Were there similarities or differences from other creation myths you know?
In what ways does this set of origin myths help to construct the worldview of the Yekuana people? What elements of life were explained?
1 Answer | Add Yours
First of all, I wonder if there was another film that was supposed to be watched before this one. This one opens in the middle of a story and never does explain where the Earth comes from or where the first people came from. This makes it difficult to compare it with many other creation myths.
I did not see any clear and complete parallels to other creation stories that I know. In other words, there were points of similarity, but it was not as if this creation myth closely tracked others that I know. Let us look at some points of similarity and difference.

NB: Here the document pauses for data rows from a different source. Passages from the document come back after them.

//! JSON request/response surface for the deck service.
//!
//! Requests and responses are internally tagged JSON objects:
//!
//! ```json
//! {"op": "move_slide", "slide": 7, "direction": "down"}
//! {"status": "ok", "slide": {...}, "deck": [...]}
//! {"status": "error", "code": "PERMISSION_DENIED", "message": "..."}
//! ```
//!
//! [`TransportAdapter`] decodes a request, dispatches it to a [`DeckService`]
//! and encodes the outcome. Every failure, malformed input included, is
//! reported as an error response rather than a Rust error.

use async_trait::async_trait;
use serde::{Deserialize, Serialize};

use deckstore_core::{DeckId, Direction, FieldMap, NewSlide, Slide, SlideId, TitleFields};
use deckstore_store::Store;

use crate::error::{DeckError, ErrorCode};
use crate::service::{DeckService, WriteOutcome};

/// A single call into the service.
#[derive(Debug, Clone, PartialEq, Eq, Serialize, Deserialize)]
#[serde(tag = "op", rename_all = "snake_case")]
pub enum Request {
    CreateDeck {
        deck: DeckId,
        title: TitleFields,
        #[serde(default)]
        items: Vec<NewSlide>,
    },
    ListSlides {
        deck: DeckId,
    },
    AppendChild {
        deck: DeckId,
        parent: SlideId,
    },
    UpdateFields {
        slide: SlideId,
        fields: FieldMap,
    },
    DeleteSlide {
        slide: SlideId,
    },
    MoveSlide {
        slide: SlideId,
        direction: Direction,
    },
}

/// The reply to a [`Request`].
#[derive(Debug, Clone, PartialEq, Eq, Serialize, Deserialize)]
#[serde(tag = "status", rename_all = "snake_case")]
pub enum Response {
    Slides {
        slides: Vec<Slide>,
    },
    Created {
        count: usize,
    },
    Ok {
        slide: Slide,
        #[serde(default, skip_serializing_if = "Option::is_none")]
        deck: Option<Vec<Slide>>,
    },
    Error {
        code: ErrorCode,
        message: String,
    },
}

impl Response {
    pub fn is_error(&self) -> bool {
        matches!(self, Response::Error { .. })
    }
}

impl From<WriteOutcome> for Response {
    fn from(outcome: WriteOutcome) -> Self {
        Response::Ok {
            slide: outcome.slide,
            deck: outcome.deck,
        }
    }
}

impl From<DeckError> for Response {
    fn from(err: DeckError) -> Self {
        Response::Error {
            code: err.code(),
            message: err.to_string(),
        }
    }
}

/// Something that answers requests.
#[async_trait]
pub trait RequestHandler: Send + Sync {
    async fn handle(&self, request: Request) -> Response;
}

/// Adapts a [`DeckService`] to the JSON transport.
pub struct TransportAdapter<S: Store> {
    service: DeckService<S>,
}

impl<S: Store> TransportAdapter<S> {
    pub fn new(service: DeckService<S>) -> Self {
        Self { service }
    }

    pub fn service(&self) -> &DeckService<S> {
        &self.service
    }

    /// Decode, dispatch and encode one request.
    pub async fn handle_json(&self, input: &str) -> String {
        let response = match serde_json::from_str::<Request>(input) {
            Ok(request) => self.handle(request).await,
            Err(e) => {
                tracing::warn!(error = %e, "Rejected undecodable request");
                Response::from(DeckError::Codec(e))
            }
        };

        encode(&response)
    }

    async fn dispatch(&self, request: Request) -> crate::Result<Response> {
        let response: Response = match request {
            Request::CreateDeck { deck, title, items } => Response::Created {
                count: self.service.create_deck(&deck, &title, &items).await?,
            },
            Request::ListSlides { deck } => Response::Slides {
                slides: self.service.list(&deck).await?,
            },
            Request::AppendChild { deck, parent } => {
                self.service.append_child(&deck, parent).await?.into()
            }
            Request::UpdateFields { slide, fields } => {
                self.service.update_fields(slide, &fields).await?.into()
            }
            Request::DeleteSlide { slide } => self.service.delete_slide(slide).await?.into(),
            Request::MoveSlide { slide, direction } => {
                self.service.move_slide(slide, direction).await?.into()
            }
        };
        Ok(response)
    }
}

#[async_trait]
impl<S: Store> RequestHandler for TransportAdapter<S> {
    async fn handle(&self, request: Request) -> Response {
        match self.dispatch(request).await {
            Ok(response) => response,
            Err(e) => {
                tracing::debug!(code = ?e.code(), error = %e, "Request failed");
                e.into()
            }
        }
    }
}

fn encode(response: &Response) -> String {
    serde_json::to_string(response).unwrap_or_else(|e| {
        tracing::error!(error = %e, "Failed to encode response");
        r#"{"status":"error","code":"INTERNAL","message":"response encoding failed"}"#.to_string()
    })
}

One aspect of this creation myth reminds me of the Greek story of Prometheus. In that story, Prometheus stole fire from the gods, incurring their wrath. In the Yekuana story, the kinkajou went up to heaven to get yucca, which the people needed just as badly as the Greeks needed fire. The kinkajou also made the denizens of heaven angry, though we do not hear if the wasps ever actually managed to punish the kinkajou.

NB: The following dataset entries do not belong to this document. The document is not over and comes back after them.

#[cfg(test)]
mod tests {
    use super::*;

    fn jeps(numbers: &[&str]) -> Vec<NewSlide> {
        numbers
            .iter()
            .map(|n| NewSlide::jep(*n, format!("JEP {}", n), None))
            .collect()
    }

    async fn positions(store: &MemoryStore, deck: &DeckId) -> Vec<(SlideId, u32)> {
        store
            .list_by_deck(deck)
            .await
            .unwrap()
            .into_iter()
            .map(|s| (s.id, s.position))
            .collect()
    }

    #[test]
    fn test_table_rejects_colliding_write() {
        let deck = DeckId::from("d");
        let mut table = MemoryTable::default();
        let title = InsertSlide::title(&TitleFields::new("T", None));
        let a = table.insert_slide(&deck, &title, 1).unwrap();
        let b = table.insert_slide(&deck, &title, 2).unwrap();

        assert!(matches!(
            table.set_position(b, 1),
            Err(StoreError::Constraint(_))
        ));
        assert!(matches!(
            table.insert_slide(&deck, &title, 2),
            Err(StoreError::Constraint(_))
        ));

        // Same position in another deck is fine.
        table.insert_slide(&DeckId::from("e"), &title, 1).unwrap();

        // Rewriting a slide's own position is not a collision.
        table.set_position(a, 1).unwrap();
    }

    #[tokio::test]
    async fn test_memory_store_create_and_list() {
        let store = MemoryStore::new();
        let deck = DeckId::from("jdk-25");

        let created = store
            .create_deck(&deck, &TitleFields::new("JAVA 25", None), &jeps(&["502", "506"]))
            .await
            .unwrap();
        assert_eq!(created, 3);

        let slides = store.list_by_deck(&deck).await.unwrap();
        assert_eq!(slides.len(), 3);
        assert_eq!(slides[0].kind, SlideKind::Title);
        assert_eq!(slides[1].tag.as_deref(), Some("502"));
        assert_eq!(slides[2].tag.as_deref(), Some("506"));
        assert_eq!(
            slides.iter().map(|s| s.position).collect::<Vec<_>>(),
            vec![1, 2, 3]
        );
    }

    #[tokio::test]
    async fn test_memory_store_unknown_deck_is_empty() {
        let store = MemoryStore::new();
        assert!(store.list_by_deck(&DeckId::from("nope")).await.unwrap().is_empty());
    }

    #[tokio::test]
    async fn test_failed_operation_leaves_table_untouched() {
        let store = MemoryStore::new();
        let deck = DeckId::from("d");
        store
            .create_deck(&deck, &TitleFields::new("T", None), &jeps(&["1", "2"]))
            .await
            .unwrap();
        let before = positions(&store, &deck).await;
        let title = before[0].0;

        let err = store.delete_slide(title).await.unwrap_err();
        assert!(matches!(err, StoreError::PermissionDenied(_)));

        let err = store
            .write(|table, _| -> Result<()> {
                table.set_position(before[2].0, -3)?;
                Err(StoreError::Io(std::io::Error::other("disk gone")))
            })
            .unwrap_err();
        assert!(matches!(err, StoreError::Io(_)));

        assert_eq!(positions(&store, &deck).await, before);
    }

    #[tokio::test]
    async fn test_failed_write_restores_only_touched_rows() {
        let store = MemoryStore::new();
        let (a, b) = (DeckId::from("a"), DeckId::from("b"));
        for deck in [&a, &b] {
            store
                .create_deck(deck, &TitleFields::new("T", None), &jeps(&["1", "2"]))
                .await
                .unwrap();
        }
        let before_a = store.list_by_deck(&a).await.unwrap();
        let before_b = store.list_by_deck(&b).await.unwrap();

        let err = store
            .write(|table, _| -> Result<()> {
                table.set_field(before_b[1].id, SlideField::Title, "edited")?;
                table.clear_deck(&a)?;
                let child = InsertSlide::child_of(&before_a[1]);
                table.insert_slide(&a, &child, 1)?;
                table.set_position(before_b[2].id, 1)
            })
            .unwrap_err();
        assert!(matches!(err, StoreError::Constraint(_)));

        assert_eq!(store.list_by_deck(&a).await.unwrap(), before_a);
        assert_eq!(store.list_by_deck(&b).await.unwrap(), before_b);
        assert!(store.read().unwrap().journal.is_empty());

        // The rolled-back insert did not consume an id.
        let child = store.append_child(&a, before_a[1].id).await.unwrap();
        assert_eq!(child.id, SlideId::new(before_b[2].id.get() + 1));
    }

    #[tokio::test]
    async fn test_ids_never_reused_after_recreate() {
        let store = MemoryStore::new();
        let deck = DeckId::from("d");
        store
            .create_deck(&deck, &TitleFields::new("T", None), &jeps(&["1"]))
            .await
            .unwrap();
        let first: Vec<SlideId> = positions(&store, &deck)
            .await
            .into_iter()
            .map(|(id, _)| id)
            .collect();

        store
            .create_deck(&deck, &TitleFields::new("T", None), &jeps(&["1"]))
            .await
            .unwrap();
        let second: Vec<SlideId> = positions(&store, &deck)
            .await
            .into_iter()
            .map(|(id, _)| id)
            .collect();

        assert!(second.iter().all(|id| !first.contains(id)));
    }

    #[tokio::test]
    async fn test_list_decks() {
        let store = MemoryStore::new();
        for name in ["b", "a", "b"] {
            store
                .create_deck(&DeckId::from(name), &TitleFields::new(name, None), &[])
                .await
                .unwrap();
        }
        assert_eq!(
            store.list_decks().await.unwrap(),
            vec![DeckId::from("a"), DeckId::from("b")]
        );
    }
}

In both this myth and the Judaeo-Christian myth, the creator makes something to help people. In our myth, God makes Eve to help Adam. In the Yekuana myth, birds are created to help people cut down the first yucca tree. The birds then help the people learn how to plant crops. This brings up a very interesting difference with our creation myth. In our myth, agriculture is a punishment. Adam and Eve had a perfect life until they sinned. At that point, they had to start engaging in agriculture to live. By contrast, the original people in the Yekuana story are eating dirt and agriculture is something that is a great blessing to them.
Another point of similarity with our myth is that both explain the creation of, of all things, the rainbow. In our myth, God makes the rainbow as a promise to the people that he will never destroy them again. In this myth, the rainbow is made by a water serpent covering herself with feathers.
This myth explains a great deal about Yekuana daily life. It explains how they came to have agriculture. It explains where their types of foods and drinks came from. It explains where their musical instruments came from. It explains the division of labor between the sexes.
Thus, this myth is both similar to and different from other creation myths.